Social distancing was done away with and masks optional as fans returned to Royal Ascot and this was precisely the jab in the arm the nation needs
- It was the first time a crowd had been at Royal Ascot for two years
- There is only one stipulation of entry at the gates – a negative Covid test
- Social distancing was done away with and masks optional as part of pilot scheme
Let’s start by blasting the hoary myth that acceptance at Royal Ascot requires military pedigree, an ancient baronetcy or heiress wealth.
No, in 2021, there is only one stipulation of entry and it was carried in nearly 12,000 phones, belonging to the nobs and hoi polloi alike, to be presented at the gates: a negative Covid test.
Then, officially free of disease you were welcome at surely one of the most uplifting editions of this pageant since Queen Anne inaugurated the whole shebang on Saturday, August 11, 1711.
Fans were back at Royal Ascot for the first time in two years with a reduced capcity
It was the first time a crowd had been here for two years, when Corona was just a beer. Now, under a warm sun, the glorious absurdity of Royal Ascot was back. And perhaps best of all is that the rules of the Government pilot scheme dictated that social distancing was done away with and masks optional.
The deal is this that those attending will take a further Covid test to assess how safe mass sports events are. We can leave that one to science. What I can report is that occasions such as this are precisely the jab in the arm the nation needs. In fact, this scaled down Royal Ascot is even more blissful than usual for those lucky enough to be here. The roads aren’t snarled up, the train queues not a snaking horror. Yes, there was a five-minute wait at the Bandstand Bar, but it was generally easier to navigate your way around.

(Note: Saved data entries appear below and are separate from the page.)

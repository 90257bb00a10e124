//! Notes and annotations for SBML documents converted from Reactome
//! pathway records.
//!
//! The core flattens nested complexes into counted member lists and
//! sanitizes curator free text so it can be embedded in XHTML notes.

pub mod application;
pub mod cli;
pub mod config;
pub mod domain;
pub mod exitcode;
pub mod infrastructure;
pub mod util;
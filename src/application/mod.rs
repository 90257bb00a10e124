//! Application layer: services and use cases
//!
//! This layer orchestrates domain logic and depends on I/O boundary traits.

pub mod error;
pub mod error_ext;
pub mod notes;
pub mod services;

pub use error::{ApplicationError, ApplicationResult};
pub use error_ext::IoResultExt;
pub use notes::{NotesBuilder, NotesOutcome};
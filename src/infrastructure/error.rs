//! Infrastructure-level errors (wraps application errors)

use thiserror::Error;

use crate::application::ApplicationError;

/// Infrastructure errors wrap application errors and add I/O-level concerns.
#[derive(Error, Debug)]
pub enum InfraError {
    #[error("{0}")]
    Application(#[from] ApplicationError),

    #[error("I/O error: {context}")]
    Io {
        context: String,
        #[source]
        source: std::io::Error,
    },
}

impl InfraError {
    /// Create an I/O error with context.
    pub fn io(context: impl Into<String>, source: std::io::Error) -> Self {
        Self::Io {
            context: context.into(),
            source,
        }
    }
}

/// Result type for infrastructure layer operations.
pub type InfraResult<T> = Result<T, InfraError>;
//! Ordered occurrence counter for complex members.

use indexmap::IndexMap;
use itertools::Itertools;

/// Multiset of identifiers keeping first-encounter order.
///
/// Each identifier appears once; recording it again bumps its count.
#[derive(Debug, Clone, Default, PartialEq, Eq)]
pub struct OccurrenceCounter {
    counts: IndexMap<String, usize>,
}

impl OccurrenceCounter {
    pub fn new() -> Self {
        Self::default()
    }

    /// Record one occurrence of `identifier`.
    pub fn record(&mut self, identifier: &str) {
        self.add(identifier, 1);
    }

    /// Record `count` occurrences of `identifier`.
    pub fn add(&mut self, identifier: &str, count: usize) {
        if count == 0 {
            return;
        }
        match self.counts.get_mut(identifier) {
            Some(existing) => *existing += count,
            None => {
                self.counts.insert(identifier.to_string(), count);
            }
        }
    }

    /// Fold another counter into this one, preserving this counter's order
    /// for identifiers already seen and appending new ones in `other`'s order.
    pub fn merge(&mut self, other: &OccurrenceCounter) {
        for (identifier, &count) in &other.counts {
            self.add(identifier, count);
        }
    }

    pub fn count(&self, identifier: &str) -> usize {
        self.counts.get(identifier).copied().unwrap_or(0)
    }

    /// Sum of all counts.
    pub fn total(&self) -> usize {
        self.counts.values().sum()
    }

    pub fn is_empty(&self) -> bool {
        self.counts.is_empty()
    }

    pub fn iter(&self) -> impl Iterator<Item = (&str, usize)> {
        self.counts.iter().map(|(id, &count)| (id.as_str(), count))
    }

    /// Render as `(2xP1, P2)`; `None` when nothing was counted.
    pub fn render(&self) -> Option<String> {
        if self.is_empty() {
            return None;
        }
        let body = self
            .iter()
            .map(|(id, count)| {
                if count > 1 {
                    format!("{}x{}", count, id)
                } else {
                    id.to_string()
                }
            })
            .join(", ");
        Some(format!("({})", body))
    }
}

Admittedly, the reduced attendance, down from around 50,000 a day, is no good for the powers that be. This meeting accounts for 70 per cent of Ascot’s annual business and Nick Smith, director of racing and public affairs, revealed they are taking a ‘high seven-figure hit’ in the financial department this year.
At least the course has a benevolent landlady: the Queen. Alas, she was not with us yesterday, but a few furlongs up the road, watching on TV in Windsor Castle.
Social distancing was done away with and masks optional as part of Government pilot scheme
There was a ripple of excitement early in the afternoon when a car appeared in the paddock and the national anthem played. Out stepped the Prince of Wales and the Duchess of Cornwall. There was polite applause, but everyone knew it was not them but the monarch the people had hoped to see.
It would not be the truth, the whole truth or anything like the truth to say I secured an exclusive interview with the Prince. But he passed within two metres of me on the steppings before The King’s Stand Stakes, in which King’s Lynn, owned by his mother and well-backed at 8-1, was running. Our eyes met.
‘Good luck, sir,’ a voice cried.
‘I’ll be blamed if he doesn’t win,’ replied the prince, with a guilty laugh. King’s Lynn finished seventh, the Prince destined for the Tower.
The Queen is due here later in the week, though the royal procession has been done away with. But, still, the whole event stands for an eccentrically British way of life. Even those who don’t know which end to feed a horse have heard tell of Frankie Dettori, the darling of this verdant turf. His victory on Palace Pier in the opening race, The Queen Anne Stakes, was another serendipitous moment on this glorious day.
A showman needs a crowd and Dettori had his back. ‘You cannot imagine what it was like to see the people and hear the screaming,’ said the little big man. ‘It’s a mirage — I’m so pleased to have everyone back.’
It was a sentiment that carried everyone home with a spring in their step.